Let’s get the obvious out of the way first shall we? No matter how the listener tries to approach the record, Hurley isn’t as good Weezer (1994) and it definitely isn’t up to the level of Angst-Rock Magnum Opus Pinkerton (1996). In the same vein though, and perhaps more welcoming, is that it isn’t Make Believe, Weezer (2008) or (thank god!) Raditute (2009).

Instead, Hurley fits into the Weezer chronology somewhere in between the Cheap Trick worshiping Weezer (2000), and Make Believe standouts including “Pardon Me” and “Peace.” Will Weezer fans of old be satisfied? Not completely, but if anything, Hurley serves a role of attempting to reverse the horrid nature of past decisions by the band.

Gone are the songs co-written by B-list hip-hop producer Jermaine Dupri, and the somehow non-ironic guest inclusion of Weather Channel ambassador, Kenny G. Hurley shines the brightest on the track “Unspoken,” which begins with front man Cuomo crafting perhaps the best vocal melody Weezer has crafted for years. He sings over a lightly strummed acoustic guitar before exploding in a power-cord fervor reminiscent of classic Blue Album (1994) Weezer tracks such as “No One Else.” While eloquently spinning lines worthy of “Undone (The Sweater Song):” “And I hate what you do/when your poison seeps through/and you’re laughin’ at me.”

Lyrically on Hurley, Cuomo still struggles with the position of being a 14-year-old stuck in a grown man’s body, with crass lines delivered with worrying self-assuredness, such as an album low-point, “Where’s My Sex?”: “And they said ‘gosh dang, this is great!/But now I’m like a prehistoric screwball/Walking round with no sex at all.” Or leadoff single “Memories” which combines the sound of a 90’s Jock-Jam with, with lines that would make even the Quad-City DJ’s — creators of perennial Jock-Jam “C’Mon Ride It (The Train)” — look like Leonard Cohen: “I can hear them babies crying, and the lawn needs to be mowed/I gotta get my groove on honey, ’cause I’m freaking bored!”

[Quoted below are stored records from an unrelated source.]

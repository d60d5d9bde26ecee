//! Upgrade control loop for the migasfree indicator.
//!
//! - [`UpgradeController`] runs the client upgrade command on a timer or on
//!   demand, one run at a time, streaming its output to the console.
//! - [`classify`] turns the exit code into a [`StatusTag`] shown as the
//!   tray icon.
//! - [`RebootWatcher`] polls the reboot-required marker and, once it trips,
//!   switches the indicator into restart-required mode for good.
//! - [`NetworkGate`] holds startup until a default gateway exists.

mod config;
mod controller;
mod network;
mod reboot;
mod status;

pub use config::{ControllerConfig, DEFAULT_INTERVAL_HOURS, UpgradeCommands, interval_from_hours};
pub use controller::{RebootCheck, Trigger, UpgradeController};
pub use network::{
    GATEWAY_POLL_INTERVAL, GateError, GatewayProbe, NetworkGate, ProcNetRoute, WAIT_GATEWAY_TIMEOUT,
    parse_default_gateway,
};
pub use reboot::{
    FileMarker, FixedRebootCommand, REBOOT_CHECK_INTERVAL, REBOOT_REQUIRED_MARKER,
    RebootCommandProvider, RebootFuture, RebootMarker, RebootWatcher, SessionManagerProbe, reboot,
};
pub use status::{IconTheme, REBOOT_ICON, StatusTag, UPGRADING_ICON, classify};
//! Executable plus argument list.

use std::fmt;
use std::str::FromStr;

use crate::RunnerError;

/// A program and its arguments.
///
/// Parsed from a single string by splitting on whitespace. There is no
/// quoting: an argument containing spaces cannot be expressed in the string
/// form, only through [`CommandLine::new`].
#[derive(Debug, Clone, PartialEq, Eq)]
pub struct CommandLine {
    program: String,
    args: Vec<String>,
}

impl CommandLine {
    pub fn new<I, S>(program: impl Into<String>, args: I) -> Self
    where
        I: IntoIterator<Item = S>,
        S: Into<String>,
    {
        Self {
            program: program.into(),
            args: args.into_iter().map(Into::into).collect(),
        }
    }

    /// Splits `line` on whitespace into program and arguments.
    pub fn parse(line: &str) -> Result<Self, RunnerError> {
        let mut parts = line.split_whitespace();
        let program = parts.next().ok_or(RunnerError::EmptyCommand)?;
        Ok(Self::new(program, parts))
    }

    pub fn program(&self) -> &str {
        &self.program
    }

    pub fn args(&self) -> &[String] {
        &self.args
    }
}

impl FromStr for CommandLine {
    type Err = RunnerError;

    fn from_str(s: &str) -> Result<Self, Self::Err> {
        Self::parse(s)
    }
}

impl fmt::Display for CommandLine {
    fn fmt(&self, f: &mut fmt::Formatter<'_>) -> fmt::Result {
        f.write_str(&self.program)?;
        for arg in &self.args {
            write!(f, " {arg}")?;
        }
        Ok(())
    }
}

#[cfg(test)]
mod tests {
    use super::*;

    #[test]
    fn parse_splits_program_and_args() {
        let cmd = CommandLine::parse("sudo migasfree-launcher force-upgrade").unwrap();
        assert_eq!(cmd.program(), "sudo");
        assert_eq!(cmd.args(), ["migasfree-launcher", "force-upgrade"]);
    }

    #[test]
    fn parse_collapses_repeated_spaces() {
        let cmd: CommandLine = "  migasfree-label   --verbose ".parse().unwrap();
        assert_eq!(cmd.program(), "migasfree-label");
        assert_eq!(cmd.args(), ["--verbose"]);
    }

    #[test]
    fn parse_rejects_blank() {
        assert!(matches!(
            CommandLine::parse("   "),
            Err(RunnerError::EmptyCommand)
        ));
    }

    #[test]
    fn display_joins_with_spaces() {
        let cmd = CommandLine::new("dbus-send", ["--system", "--print-reply"]);
        assert_eq!(cmd.to_string(), "dbus-send --system --print-reply");
    }
}
//! Startup gate: wait for a default network gateway.

use std::net::Ipv4Addr;
use std::path::PathBuf;
use std::time::Duration;

use tokio::time::Instant;

/// Give up on the network after this long.
pub const WAIT_GATEWAY_TIMEOUT: Duration = Duration::from_secs(120);

/// Interval between gateway lookups.
pub const GATEWAY_POLL_INTERVAL: Duration = Duration::from_secs(1);

#[derive(Debug, thiserror::Error)]
pub enum GateError {
    #[error("no network access: no default gateway after {}s", .waited.as_secs())]
    NoNetwork { waited: Duration },
}

/// Looks up the default gateway address.
pub trait GatewayProbe: Send + Sync {
    /// `None` (or an empty string) when there is no default route.
    fn default_gateway(&self) -> Option<String>;
}

/// Reads the default route from the kernel routing table.
#[derive(Debug, Clone)]
pub struct ProcNetRoute {
    path: PathBuf,
}

impl ProcNetRoute {
    pub fn new(path: impl Into<PathBuf>) -> Self {
        Self { path: path.into() }
    }
}

impl Default for ProcNetRoute {
    fn default() -> Self {
        Self::new("/proc/net/route")
    }
}

impl GatewayProbe for ProcNetRoute {
    fn default_gateway(&self) -> Option<String> {
        let table = match std::fs::read_to_string(&self.path) {
            Ok(t) => t,
            Err(e) => {
                tracing::debug!(path = %self.path.display(), error = %e, "cannot read routing table");
                return None;
            }
        };
        parse_default_gateway(&table).map(|gw| gw.to_string())
    }
}

/// Extracts the gateway of the default route from `/proc/net/route` text.
///
/// Addresses in the table are hex in host (little-endian) byte order.
pub fn parse_default_gateway(table: &str) -> Option<Ipv4Addr> {
    table.lines().skip(1).find_map(|line| {
        let mut fields = line.split_whitespace();
        let destination = fields.nth(1)?;
        let gateway = fields.next()?;
        if destination != "00000000" {
            return None;
        }
        match u32::from_str_radix(gateway, 16) {
            Ok(0) | Err(_) => None,
            Ok(raw) => Some(Ipv4Addr::from(raw.to_le_bytes())),
        }
    })
}

/// Holds startup until a default gateway shows up, bounded by a timeout.
pub struct NetworkGate<P> {
    probe: P,
    timeout: Duration,
    poll_interval: Duration,
}

impl<P: GatewayProbe> NetworkGate<P> {
    pub fn new(probe: P) -> Self {
        Self {
            probe,
            timeout: WAIT_GATEWAY_TIMEOUT,
            poll_interval: GATEWAY_POLL_INTERVAL,
        }
    }

    pub fn with_timeout(mut self, timeout: Duration) -> Self {
        self.timeout = timeout;
        self
    }

    pub fn with_poll_interval(mut self, poll_interval: Duration) -> Self {
        self.poll_interval = poll_interval;
        self
    }

    /// Returns the gateway address, or [`GateError::NoNetwork`] once the
    /// timeout has elapsed without one.
    pub async fn wait(&self) -> Result<String, GateError> {
        let start = Instant::now();
        let deadline = start + self.timeout;
        let mut logged = false;

        loop {
            if let Some(gateway) = self.probe.default_gateway().filter(|g| !g.is_empty()) {
                tracing::info!(%gateway, waited_secs = start.elapsed().as_secs(), "network available");
                return Ok(gateway);
            }

            let now = Instant::now();
            if now >= deadline {
                break;
            }
            if !logged {
                tracing::info!(timeout_secs = self.timeout.as_secs(), "waiting for default gateway");
                logged = true;
            }
            tokio::time::sleep(self.poll_interval.min(deadline - now)).await;
        }

        let waited = start.elapsed();
        tracing::warn!(waited_secs = waited.as_secs(), "no default gateway, giving up");
        Err(GateError::NoNetwork { waited })
    }
}

#[cfg(test)]
mod tests {
    use std::sync::atomic::{AtomicU32, Ordering};

    use super::*;

    /// Reports a gateway from the `ready_at`-th lookup on (1-based).
    struct CountingProbe {
        calls: AtomicU32,
        ready_at: u32,
        gateway: &'static str,
    }

    impl CountingProbe {
        fn new(ready_at: u32, gateway: &'static str) -> Self {
            Self {
                calls: AtomicU32::new(0),
                ready_at,
                gateway,
            }
        }
    }

    impl GatewayProbe for CountingProbe {
        fn default_gateway(&self) -> Option<String> {
            let n = self.calls.fetch_add(1, Ordering::SeqCst) + 1;
            (n >= self.ready_at).then(|| self.gateway.to_string())
        }
    }

    const ROUTE_TABLE: &str = "\
Iface\tDestination\tGateway \tFlags\tRefCnt\tUse\tMetric\tMask\t\tMTU\tWindow\tIRTT
eth0\t0001A8C0\t00000000\t0001\t0\t0\t100\t00FFFFFF\t0\t0\t0
eth0\t00000000\t0101A8C0\t0003\t0\t0\t100\t00000000\t0\t0\t0
";

    #[test]
    fn parses_default_route() {
        assert_eq!(
            parse_default_gateway(ROUTE_TABLE),
            Some(Ipv4Addr::new(192, 168, 1, 1))
        );
    }

    #[test]
    fn no_default_route() {
        let table = ROUTE_TABLE.lines().take(2).collect::<Vec<_>>().join("\n");
        assert_eq!(parse_default_gateway(&table), None);
        assert_eq!(parse_default_gateway(""), None);
    }

    #[test]
    fn zero_gateway_is_not_a_gateway() {
        let table = "Iface\tDestination\tGateway\nwg0\t00000000\t00000000\n";
        assert_eq!(parse_default_gateway(table), None);
    }

    #[test]
    fn proc_net_route_reads_file() {
        let tmp = tempfile::tempdir().unwrap();
        let path = tmp.path().join("route");
        std::fs::write(&path, ROUTE_TABLE).unwrap();
        assert_eq!(
            ProcNetRoute::new(&path).default_gateway().as_deref(),
            Some("192.168.1.1")
        );
        assert_eq!(ProcNetRoute::new(tmp.path().join("missing")).default_gateway(), None);
    }

    #[tokio::test(start_paused = true)]
    async fn gateway_present_immediately() {
        let gate = NetworkGate::new(CountingProbe::new(1, "10.0.0.1"));
        let start = Instant::now();
        assert_eq!(gate.wait().await.unwrap(), "10.0.0.1");
        assert_eq!(start.elapsed(), Duration::ZERO);
    }

    #[tokio::test(start_paused = true)]
    async fn gateway_appears_after_a_few_seconds() {
        let gate = NetworkGate::new(CountingProbe::new(5, "10.0.0.1"));
        let start = Instant::now();
        assert!(gate.wait().await.is_ok());
        assert_eq!(start.elapsed(), Duration::from_secs(4));
    }

    #[tokio::test(start_paused = true)]
    async fn gives_up_after_timeout() {
        // Would only appear after 125 seconds.
        let probe = CountingProbe::new(126, "10.0.0.1");
        let gate = NetworkGate::new(probe);
        let start = Instant::now();

        let err = gate.wait().await.unwrap_err();
        assert_eq!(start.elapsed(), WAIT_GATEWAY_TIMEOUT);
        assert!(matches!(err, GateError::NoNetwork { waited } if waited == WAIT_GATEWAY_TIMEOUT));
        assert_eq!(gate.probe.calls.load(Ordering::SeqCst), 121);
    }

    #[tokio::test(start_paused = true)]
    async fn empty_gateway_counts_as_missing() {
        let gate = NetworkGate::new(CountingProbe::new(1, ""))
            .with_timeout(Duration::from_secs(3))
            .with_poll_interval(Duration::from_millis(500));
        let start = Instant::now();
        assert!(gate.wait().await.is_err());
        assert_eq!(start.elapsed(), Duration::from_secs(3));
    }

    #[test]
    fn error_message_mentions_wait() {
        let err = GateError::NoNetwork {
            waited: Duration::from_secs(120),
        };
        assert_eq!(
            err.to_string(),
            "no network access: no default gateway after 120s"
        );
    }
}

While Hurley doesn’t disappoint nearly as severely as the last three Weezer albums, it still leaves the listener wanting more of the good, like the tracks “Unspoken” and “Run Away,” and less of the horrible pop-experimentation that Cuomo seems to be obsessed with during the last seven years. And luckily for all of us, aside from an inclusion of actor Micheal Cera on “Hold On,” that era might be over.